◆ Aim of the exercise: In the data below, find each line that contains the word "content" and copy it.

◆ The records:
%%

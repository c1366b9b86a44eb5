use std::sync::Arc;

use askama::Template;
use color_eyre::eyre::{self, WrapErr as _};
use secstr::SecUtf8;

use super::Notification;

/// Body of Discord's "execute webhook" call.
#[derive(Debug, serde::Serialize)]
struct ExecuteWebhook<'a> {
    content: &'a str,
}

#[derive(Debug, Template)]
#[template(source = "{{ sender }} – just starred ⭐️ {{ repository }}", ext = "txt")]
struct MessageTemplate<'a> {
    pub sender: &'a str,
    pub repository: &'a str,
}

impl<'a> MessageTemplate<'a> {
    fn new(notification: &'a Notification) -> Self {
        Self {
            sender: &notification.sender,
            repository: &notification.repository,
        }
    }
}

pub fn render(notification: &Notification) -> eyre::Result<String> {
    MessageTemplate::new(notification)
        .render()
        .wrap_err("Failed to render message template")
}

#[derive(Clone)]
pub struct Discord {
    http: Arc<awc::Client>,
    url: SecUtf8,
}

impl Discord {
    pub fn new(http: Arc<awc::Client>, url: SecUtf8) -> Self {
        Self { http, url }
    }

    pub async fn deliver(&self, notification: &Notification) -> eyre::Result<()> {
        let content = &render(notification)?;

        let mut resp = self
            .http
            .post(self.url.unsecure())
            .send_json(&ExecuteWebhook { content })
            .await
            .map_err(|err| eyre::eyre!("Failed to send request to Discord: {}", err))?;

        if !resp.status().is_success() {
            return Err(eyre::eyre!(
                "Discord returned error: {}\n{}",
                resp.status(),
                String::from_utf8_lossy(
                    resp.body()
                        .await
                        .wrap_err("Failed to fetch Discord response body")?
                        .as_ref()
                )
            ));
        }

        Ok(())
    }
}
use actix::Addr;
use actix_web::{web, HttpResponse};

use crate::{github::StarEvent, http::Webhook, notifier::Notifier};

/// Mounts the relay on every path. Only `POST` is accepted.
pub fn star_resource() -> actix_web::Resource {
    web::resource("/{tail:.*}")
        .route(web::post().to(star_hook))
        .default_service(web::route().to(method_not_allowed))
}

async fn method_not_allowed() -> HttpResponse {
    HttpResponse::MethodNotAllowed().body("Method Not Allowed")
}

pub async fn star_hook(
    Webhook(event): Webhook<StarEvent>,
    notifier: web::Data<Addr<Notifier>>,
) -> &'static str {
    let action = event.action.clone();
    let notification = match event.into_notification() {
        Some(notification) => notification,
        None => {
            tracing::debug!(action = ?action, "Ignoring event");
            return "Ignored";
        }
    };

    // Delivery failures are logged by the notifier and never reach the caller.
    match notifier.send(notification).await {
        Ok(delivery) => {
            tracing::debug!(sent = delivery.is_sent(), %delivery, "Relayed star event")
        }
        Err(err) => tracing::error!("Notifier mailbox is unavailable: {}", err),
    }

    "OK"
}
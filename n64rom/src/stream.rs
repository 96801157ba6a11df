use byteorder::{BigEndian, ByteOrder, LittleEndian};
use std::io::SeekFrom;
use thiserror::Error;

#[derive(Debug, Error)]
pub enum Error {
    #[error("Access of {len} bytes at offset 0x{offset:X} is outside buffer of length 0x{size:X}")]
    OutOfRange {
        offset: usize,
        len: usize,
        size: usize,
    },
    #[error("Seek to a position before the start of the buffer")]
    SeekBeforeStart,
}

type Result<T> = ::std::result::Result<T, Error>;

fn checked_range(offset: usize, len: usize, size: usize) -> Result<std::ops::Range<usize>> {
    let end = offset.checked_add(len).filter(|&end| end <= size);
    match end {
        Some(end) => Ok(offset..end),
        None => Err(Error::OutOfRange { offset, len, size }),
    }
}

fn resolve_seek(pos: SeekFrom, cursor: usize, size: usize) -> Result<usize> {
    let target = match pos {
        SeekFrom::Start(n) => n as i128,
        SeekFrom::Current(n) => cursor as i128 + n as i128,
        SeekFrom::End(n) => size as i128 + n as i128,
    };
    if target < 0 {
        Err(Error::SeekBeforeStart)
    } else {
        Ok(target as usize)
    }
}

/// Bounded cursor over a read-only byte buffer.
///
/// Big-endian is the native order of everything on an N64 cartridge, so the
/// unsuffixed integer reads decode big-endian; `_le` variants exist for the
/// odd little-endian field. Absolute (`_at`) reads leave the cursor alone,
/// cursor reads advance by the size read.
pub struct Reader<'a> {
    buf: &'a [u8],
    pos: usize,
}

impl<'a> Reader<'a> {
    pub fn from(buf: &'a [u8]) -> Self {
        Self { buf, pos: 0 }
    }

    pub fn len(&self) -> usize {
        self.buf.len()
    }

    pub fn is_empty(&self) -> bool {
        self.buf.is_empty()
    }

    pub fn position(&self) -> usize {
        self.pos
    }

    /// Whether the cursor is at or past the end of the buffer.
    pub fn eof(&self) -> bool {
        self.pos >= self.buf.len()
    }

    /// Remaining bytes from the cursor to the end of the buffer.
    pub fn remaining(&self) -> usize {
        self.buf.len().saturating_sub(self.pos)
    }

    /// The cursor may be placed past the end; only reads are range-checked.
    pub fn seek(&mut self, pos: SeekFrom) -> Result<usize> {
        self.pos = resolve_seek(pos, self.pos, self.buf.len())?;
        Ok(self.pos)
    }

    pub fn read_bytes_at(&self, offset: usize, len: usize) -> Result<&'a [u8]> {
        let range = checked_range(offset, len, self.buf.len())?;
        Ok(&self.buf[range])
    }

    pub fn read_bytes(&mut self, len: usize) -> Result<&'a [u8]> {
        let bytes = self.read_bytes_at(self.pos, len)?;
        self.pos += len;
        Ok(bytes)
    }

    pub fn read_u8_at(&self, offset: usize) -> Result<u8> {
        Ok(self.read_bytes_at(offset, 1)?[0])
    }

    pub fn read_u16_at(&self, offset: usize) -> Result<u16> {
        Ok(BigEndian::read_u16(self.read_bytes_at(offset, 2)?))
    }

    pub fn read_u24_at(&self, offset: usize) -> Result<u32> {
        Ok(BigEndian::read_u24(self.read_bytes_at(offset, 3)?))
    }

    pub fn read_u32_at(&self, offset: usize) -> Result<u32> {
        Ok(BigEndian::read_u32(self.read_bytes_at(offset, 4)?))
    }

    pub fn read_u16_le_at(&self, offset: usize) -> Result<u16> {
        Ok(LittleEndian::read_u16(self.read_bytes_at(offset, 2)?))
    }

    pub fn read_u32_le_at(&self, offset: usize) -> Result<u32> {
        Ok(LittleEndian::read_u32(self.read_bytes_at(offset, 4)?))
    }

    pub fn read_u8(&mut self) -> Result<u8> {
        let value = self.read_u8_at(self.pos)?;
        self.pos += 1;
        Ok(value)
    }

    pub fn read_u16(&mut self) -> Result<u16> {
        let value = self.read_u16_at(self.pos)?;
        self.pos += 2;
        Ok(value)
    }

    pub fn read_u24(&mut self) -> Result<u32> {
        let value = self.read_u24_at(self.pos)?;
        self.pos += 3;
        Ok(value)
    }

    pub fn read_u32(&mut self) -> Result<u32> {
        let value = self.read_u32_at(self.pos)?;
        self.pos += 4;
        Ok(value)
    }

    pub fn read_u16_le(&mut self) -> Result<u16> {
        let value = self.read_u16_le_at(self.pos)?;
        self.pos += 2;
        Ok(value)
    }

    pub fn read_u32_le(&mut self) -> Result<u32> {
        let value = self.read_u32_le_at(self.pos)?;
        self.pos += 4;
        Ok(value)
    }
}

/// Bounded cursor over a mutable byte buffer. Same addressing rules as
/// [`Reader`].
pub struct Writer<'a> {
    buf: &'a mut [u8],
    pos: usize,
}

impl<'a> Writer<'a> {
    pub fn from(buf: &'a mut [u8]) -> Self {
        Self { buf, pos: 0 }
    }

    pub fn len(&self) -> usize {
        self.buf.len()
    }

    pub fn is_empty(&self) -> bool {
        self.buf.is_empty()
    }

    pub fn position(&self) -> usize {
        self.pos
    }

    pub fn eof(&self) -> bool {
        self.pos >= self.buf.len()
    }

    pub fn seek(&mut self, pos: SeekFrom) -> Result<usize> {
        self.pos = resolve_seek(pos, self.pos, self.buf.len())?;
        Ok(self.pos)
    }

    pub fn write_bytes_at(&mut self, offset: usize, bytes: &[u8]) -> Result<()> {
        let range = checked_range(offset, bytes.len(), self.buf.len())?;
        self.buf[range].copy_from_slice(bytes);
        Ok(())
    }

    pub fn write_bytes(&mut self, bytes: &[u8]) -> Result<()> {
        self.write_bytes_at(self.pos, bytes)?;
        self.pos += bytes.len();
        Ok(())
    }

    /// Write `len` copies of `value` at `offset`, cursor untouched.
    pub fn fill(&mut self, value: u8, len: usize, offset: usize) -> Result<()> {
        let range = checked_range(offset, len, self.buf.len())?;
        self.buf[range].fill(value);
        Ok(())
    }

    pub fn write_u8_at(&mut self, offset: usize, value: u8) -> Result<()> {
        self.write_bytes_at(offset, &[value])
    }

    pub fn write_u16_at(&mut self, offset: usize, value: u16) -> Result<()> {
        self.write_bytes_at(offset, &value.to_be_bytes())
    }

    pub fn write_u24_at(&mut self, offset: usize, value: u32) -> Result<()> {
        let mut bytes = [0; 3];
        BigEndian::write_u24(&mut bytes, value & 0xFF_FFFF);
        self.write_bytes_at(offset, &bytes)
    }

    pub fn write_u32_at(&mut self, offset: usize, value: u32) -> Result<()> {
        self.write_bytes_at(offset, &value.to_be_bytes())
    }

    pub fn write_u16_le_at(&mut self, offset: usize, value: u16) -> Result<()> {
        self.write_bytes_at(offset, &value.to_le_bytes())
    }

    pub fn write_u32_le_at(&mut self, offset: usize, value: u32) -> Result<()> {
        self.write_bytes_at(offset, &value.to_le_bytes())
    }

    pub fn write_u8(&mut self, value: u8) -> Result<()> {
        self.write_u8_at(self.pos, value)?;
        self.pos += 1;
        Ok(())
    }

    pub fn write_u16(&mut self, value: u16) -> Result<()> {
        self.write_u16_at(self.pos, value)?;
        self.pos += 2;
        Ok(())
    }

    pub fn write_u24(&mut self, value: u32) -> Result<()> {
        self.write_u24_at(self.pos, value)?;
        self.pos += 3;
        Ok(())
    }

    pub fn write_u32(&mut self, value: u32) -> Result<()> {
        self.write_u32_at(self.pos, value)?;
        self.pos += 4;
        Ok(())
    }
}
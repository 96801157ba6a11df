use std::ops::Range;
use thiserror::Error;

use n64rom::rom::Rom as N64Rom;

use crate::dma::{self, Entry, FILE_BASE_INDEX};
use crate::rom::Rom;
use crate::util::ConvertRangeExt;
use crate::yaz0;
use crate::DECOMPRESSED_CAPACITY;

#[derive(Debug, Error)]
pub enum Error {
    #[error("{0}")]
    DmaError(#[from] dma::Error),
    #[error("{0}")]
    N64Error(#[from] n64rom::rom::Error),
    #[error("Entry address range out of bounds: (0x{:08X}, 0x{:08X})", .0.start, .0.end)]
    OutOfRangeError(Range<u32>),
    #[error("Yaz0 decompression error: {0}")]
    Yaz0Error(#[from] yaz0::Error),
}

type Result<T> = ::std::result::Result<T, Error>;

/// A fully decompressed rom plus the entries that were already stored raw.
///
/// The exclusion indices are handed back to [`crate::compress`] so a later
/// recompression leaves those files uncompressed again.
pub struct Decompressed {
    pub rom: Rom,
    pub exclusions: Vec<i32>,
}

/// Expand every file to its virtual address in a 64 MiB image.
pub fn decompress(rom: &Rom) -> Result<Decompressed> {
    let input = rom.image();
    let table = rom.table;

    let mut data = vec![0u8; DECOMPRESSED_CAPACITY];
    data[..input.len()].copy_from_slice(input);
    // Everything past the DMA table gets rebuilt at virtual addresses.
    let info = table.info(input)?;
    let tail = (info.virtual_end as usize).min(data.len());
    data[tail..].fill(0);

    let mut exclusions = Vec::new();
    for index in FILE_BASE_INDEX..table.count {
        let entry = table.entry(input, index)?;
        if entry.physical_start as usize >= DECOMPRESSED_CAPACITY || entry.physical_end == u32::MAX
        {
            continue;
        }

        let virt = entry.virt();
        let out = data
            .get_mut(virt.to_usize())
            .ok_or_else(|| Error::OutOfRangeError(virt.clone()))?;
        let phys_start = entry.physical_start as usize;

        if entry.physical_end == 0 {
            // Already raw; remember it so recompression keeps it that way.
            exclusions.push(index as i32);
            let src = input
                .get(phys_start..phys_start + out.len())
                .ok_or_else(|| Error::OutOfRangeError(entry.phys()))?;
            out.copy_from_slice(src);
        } else {
            let src = input
                .get(phys_start + yaz0::HEADER_SIZE..)
                .ok_or(yaz0::Error::SourceOverrun)?;
            yaz0::decompress_into(src, out)?;
        }

        table.write_entry(
            &mut data,
            index,
            &Entry::from_uncompressed(entry.virtual_start, entry.virtual_end),
        )?;
    }

    let mut n64 = N64Rom::from_vec(data)?;
    n64.correct_crc()?;
    Ok(Decompressed {
        rom: Rom::from(n64, table),
        exclusions,
    })
}
use thiserror::Error;

use n64rom::rom::Rom as N64Rom;

use crate::dma::{self, Entry, Table};

#[derive(Debug, Error)]
pub enum Error {
    #[error("{0}")]
    DmaError(#[from] dma::Error),
    #[error("{0}")]
    RomError(#[from] n64rom::rom::Error),
}

type Result<T> = ::std::result::Result<T, Error>;

/// Zelda64 rom: an N64 rom normalized to big-endian plus its located DMA
/// table.
pub struct Rom {
    /// Underlying N64 rom.
    pub rom: N64Rom,
    pub table: Table,
}

impl Rom {
    /// Take ownership of an image, normalize its byte order and locate the
    /// DMA table. Normalization is the one place the incoming bytes are
    /// rewritten.
    pub fn read(image: Vec<u8>) -> Result<Self> {
        let mut rom = N64Rom::from_vec(image)?;
        rom.normalize()?;
        let table = Table::read(rom.image())?;
        Ok(Self { rom, table })
    }

    pub fn from(rom: N64Rom, table: Table) -> Self {
        Self { rom, table }
    }

    pub fn image(&self) -> &[u8] {
        self.rom.image()
    }

    pub fn image_mut(&mut self) -> &mut [u8] {
        self.rom.image_mut()
    }

    pub fn into_vec(self) -> Vec<u8> {
        self.rom.into_vec()
    }

    pub fn entry(&self, index: usize) -> Result<Entry> {
        Ok(self.table.entry(self.rom.image(), index)?)
    }

    /// First entry whose virtual start equals `key`.
    pub fn find_by_key(&self, key: u32) -> Result<Option<Entry>> {
        Ok(self.table.find_by_key(self.rom.image(), key)?)
    }

    /// Check that no two live DMA entries share virtual bytes.
    pub fn verify_non_overlapping(&self) -> Result<()> {
        Ok(self.table.validate(self.rom.image())?)
    }

    /// Recompute and write the header checksums.
    pub fn correct_crc(&mut self) -> Result<bool> {
        Ok(self.rom.correct_crc()?)
    }
}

%%

◆ Exercise answer:
    content: &'a str,
        let content = &render(notification)?;
            .send_json(&ExecuteWebhook { content })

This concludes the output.